The remaining grant recipients, how much each was awarded, and details about their research are:
- Michigan State University, East Lansing, Mich.; $1,6 million to work with a crop and livestock farm in Michigan that received land application of PFAS-contaminated biosolids to evaluate the fate, transport, plant uptake, bioaccumulation in livestock, and life cycle of PFAS during farming practices.
- Passamaquoddy Tribe, Sipayik Environmental Department, Pleasant Point, Maine; $1,558,555 to study the accumulation of PFAS chemicals in finfish and shellfish within the coastal and inland waters of the Peskotomuhkati (Passamaquoddy) homelands the culture, economy, and traditions of which include fishing and fish consumption.
- Temple University, Philadelphia; $800,051 to investigate PFAS introduction into an urban gardening system from soil, nutrient amendments, or irrigation water uptake leading to bioaccumulation in crops grown in urban gardens with a focus on the impact of those sources on crop uptake using raised beds with lettuce, carrots, and soybean plants, and composts and biosolids.
- Texas A&M University, College Station, Texas; $1.6 million to design, and develop plant-based biosensors for PFAS detection in biosolids, soils, and water and reduce PFAS bioavailability to plants in biosolid-amended soils, and evaluating the sensitivity of developed biosensors in monitoring PFAS contamination.

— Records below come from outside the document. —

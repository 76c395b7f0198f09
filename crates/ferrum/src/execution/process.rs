//! Running processes: capture, wait, and exit-code validation

use std::fs::File;
use std::io::Read;
use std::os::unix::process::ExitStatusExt;
use std::process::Child;
use std::sync::atomic::{AtomicBool, Ordering};
use std::sync::Arc;
use std::thread;
use std::time::{Duration, Instant};

use ferrum_core::{FerrumError, Result};

use crate::execution::watchdog::Watchdog;

/// How captured output bytes are turned into text.
#[derive(Debug, Clone, Copy, PartialEq, Eq, Default)]
pub enum OutputEncoding {
    /// UTF-8, replacing invalid sequences.
    #[default]
    Utf8Lossy,
    /// UTF-8, failing on invalid sequences.
    Utf8Strict,
}

impl OutputEncoding {
    pub(crate) fn decode(self, bytes: Vec<u8>) -> Result<String> {
        match self {
            OutputEncoding::Utf8Lossy => Ok(String::from_utf8_lossy(&bytes).into_owned()),
            OutputEncoding::Utf8Strict => String::from_utf8(bytes).map_err(|e| {
                FerrumError::Io(std::io::Error::new(
                    std::io::ErrorKind::InvalidData,
                    format!("output is not valid UTF-8: {}", e),
                ))
            }),
        }
    }
}

/// Exit codes accepted by a run.
#[derive(Debug, Clone, PartialEq, Eq)]
pub enum ExitExpectation {
    /// Exactly this code.
    Code(i32),
    /// Any of these codes.
    OneOf(Vec<i32>),
    /// Skip the check entirely.
    Any,
}

impl ExitExpectation {
    pub fn accepts(&self, code: i32) -> bool {
        match self {
            ExitExpectation::Code(expected) => code == *expected,
            ExitExpectation::OneOf(set) => set.contains(&code),
            ExitExpectation::Any => true,
        }
    }
}

impl Default for ExitExpectation {
    fn default() -> Self {
        ExitExpectation::Code(0)
    }
}

impl From<i32> for ExitExpectation {
    fn from(code: i32) -> Self {
        ExitExpectation::Code(code)
    }
}

impl From<Vec<i32>> for ExitExpectation {
    fn from(codes: Vec<i32>) -> Self {
        ExitExpectation::OneOf(codes)
    }
}

impl From<&[i32]> for ExitExpectation {
    fn from(codes: &[i32]) -> Self {
        ExitExpectation::OneOf(codes.to_vec())
    }
}

/// Options for running a command.
#[derive(Debug, Clone, Default)]
pub struct RunOptions {
    pub expect: ExitExpectation,
    pub timeout: Option<Duration>,
}

impl RunOptions {
    pub fn new() -> Self {
        Self::default()
    }

    /// Accept a different exit outcome than plain success.
    pub fn expecting(mut self, expect: impl Into<ExitExpectation>) -> Self {
        self.expect = expect.into();
        self
    }

    /// Kill the process if it runs longer than this.
    pub fn timeout(mut self, timeout: Duration) -> Self {
        self.timeout = Some(timeout);
        self
    }
}

/// Outcome of a validated run.
#[derive(Debug, Clone)]
pub struct RunOutput {
    pub exit_code: i32,
    pub stdout: String,
    pub stderr: String,
}

/// Raw outcome before validation.
#[derive(Debug, Clone)]
pub(crate) struct Completed {
    pub(crate) exit_code: i32,
    pub(crate) stdout: String,
    pub(crate) stderr: String,
    pub(crate) timed_out: bool,
}

/// Check a completed process against the caller's expectations.
///
/// A timeout kill wins over any exit-code mismatch.
pub(crate) fn validate(
    completed: &Completed,
    opts: &RunOptions,
    argv: &[String],
) -> Result<RunOutput> {
    if completed.timed_out {
        return Err(FerrumError::Timeout {
            argv: argv.to_vec(),
            timeout: opts.timeout.unwrap_or_default(),
        });
    }
    if !opts.expect.accepts(completed.exit_code) {
        return Err(FerrumError::ProcessExecution {
            argv: argv.to_vec(),
            code: completed.exit_code,
            stdout: completed.stdout.clone(),
            stderr: completed.stderr.clone(),
        });
    }
    Ok(RunOutput {
        exit_code: completed.exit_code,
        stdout: completed.stdout.clone(),
        stderr: completed.stderr.clone(),
    })
}

fn status_code(status: std::process::ExitStatus) -> i32 {
    // signal deaths report as negative codes
    status
        .code()
        .unwrap_or_else(|| -status.signal().unwrap_or(0))
}

/// A spawned child process with its capture pipes and spawn metadata.
pub struct RunningProcess {
    pub(crate) child: Child,
    pub(crate) stdout_pipe: Option<File>,
    pub(crate) stderr_pipe: Option<File>,
    pub(crate) argv: Vec<String>,
    pub(crate) encoding: OutputEncoding,
    pub(crate) started_at: Instant,
    pub(crate) timed_out: Arc<AtomicBool>,
    pub(crate) upstream: Option<Box<RunningProcess>>,
    pub(crate) watchdog: Arc<Watchdog>,
}

impl RunningProcess {
    pub fn pid(&self) -> u32 {
        self.child.id()
    }

    /// The argument vector this process was spawned with, kept for
    /// diagnostics.
    pub fn argv(&self) -> &[String] {
        &self.argv
    }

    pub fn started_at(&self) -> Instant {
        self.started_at
    }

    /// Force-kill the process. Already-exited processes are not an error.
    pub fn kill(&mut self) -> Result<()> {
        match self.child.kill() {
            Ok(()) => Ok(()),
            Err(e) if e.kind() == std::io::ErrorKind::InvalidInput => Ok(()),
            Err(e) => Err(e.into()),
        }
    }

    /// Non-blocking exit probe: `None` while running, the exit code once
    /// finished.
    pub fn try_wait(&mut self) -> Result<Option<i32>> {
        Ok(self.child.try_wait()?.map(status_code))
    }

    /// Register this process with its watchdog.
    pub(crate) fn schedule_timeout(&self, timeout: Duration) {
        self.watchdog
            .enqueue(self.child.id(), timeout, self.timed_out.clone());
    }

    /// Block until exit, draining both capture pipes.
    ///
    /// Stderr is drained on a helper thread while stdout is read here, so a
    /// child filling both pipes cannot deadlock.
    pub(crate) fn wait_raw(mut self) -> Result<Completed> {
        let stderr_reader = self.stderr_pipe.take().map(|pipe| {
            thread::spawn(move || {
                let mut pipe = pipe;
                let mut buf = Vec::new();
                let _ = pipe.read_to_end(&mut buf);
                buf
            })
        });
        let mut stdout_bytes = Vec::new();
        if let Some(mut pipe) = self.stdout_pipe.take() {
            let _ = pipe.read_to_end(&mut stdout_bytes);
        }
        let status = self.child.wait()?;
        let stderr_bytes = stderr_reader
            .and_then(|h| h.join().ok())
            .unwrap_or_default();
        if let Some(upstream) = self.upstream.take() {
            upstream.reap();
        }
        Ok(Completed {
            exit_code: status_code(status),
            stdout: self.encoding.decode(stdout_bytes)?,
            stderr: self.encoding.decode(stderr_bytes)?,
            timed_out: self.timed_out.load(Ordering::SeqCst),
        })
    }

    /// Wait for exit and validate the outcome per `opts`.
    pub fn wait(self, opts: &RunOptions) -> Result<RunOutput> {
        if let Some(timeout) = opts.timeout {
            self.schedule_timeout(timeout);
        }
        let argv = self.argv.clone();
        let completed = self.wait_raw()?;
        validate(&completed, opts, &argv)
    }

    /// Reap an already-finished upstream; a source that outlives its
    /// destination is left running (it will see a broken pipe on its next
    /// write).
    fn reap(mut self) {
        let _ = self.child.try_wait();
        if let Some(upstream) = self.upstream.take() {
            upstream.reap();
        }
    }
}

- Texas Tech University, Lubbock, Texas; $1.6 million to investigate potential non-traditional PFAS sources in farming operations through lab and modeling studies, and conduct a survey and characterization of the impacts of manure and biosolid pre-application treatment or processing.
- State University of New York at Albany; $1.6 million to investigate how proper engineering control could allow the continued and beneficial use of biosolids on agricultural soil, and to develop models to investigate the relationship between PFAS concentrations in soil vs. water compared to soil properties with and without powdered activated carbon.
- University of Illinois, Urbana; $1,599,522 to monitor the occurrence and abundance of PFAS in subsurface tile-drained fields irrigated with rural sewage effluent by routinely measuring PFAS in irrigation water, groundwater, drainage water, soils, and crops, and to develop innovative mitigation techniques to prevent PFAS plant uptake from sewage effluent irrigation and biosolids soil amendment by using two types of unique biochars.
- University of Maine, Orono; $1,599,998 to equip farmers with a set of integrated and scalable PFAS mitigation strategies that target key points of PFAS transfer to reduce the risks associated with producing forages, milk, and meat on PFAS contaminated soil, and to conduct research to identify crop management strategies to reduce PFAS uptake by forage crops.
- University of Utah, Salt Lake City; $1,598,849 to understand the wastewater treatment processes that may contribute to PFAS remaining in biosolids that are applied to agricultural fields, and to evaluate the effect of different soil management practices (e.g., cover crops, biochar amendment) on the fate of PFAS in biosolids and to study the potential of PFAS uptake to plants under plant, compost, and soil types.
This research will produce “a lot of good information about what the potential sources of PFAS accumulation are,” said Berger, who added concerns about PFAS have been going on since at least the 1970s.
“Research like this that can provide information to educate people, and kind of help them understand what the problems are,” he said. The research can lead to strategies and recommendations to farmers “about how to mitigate PFAS spread.”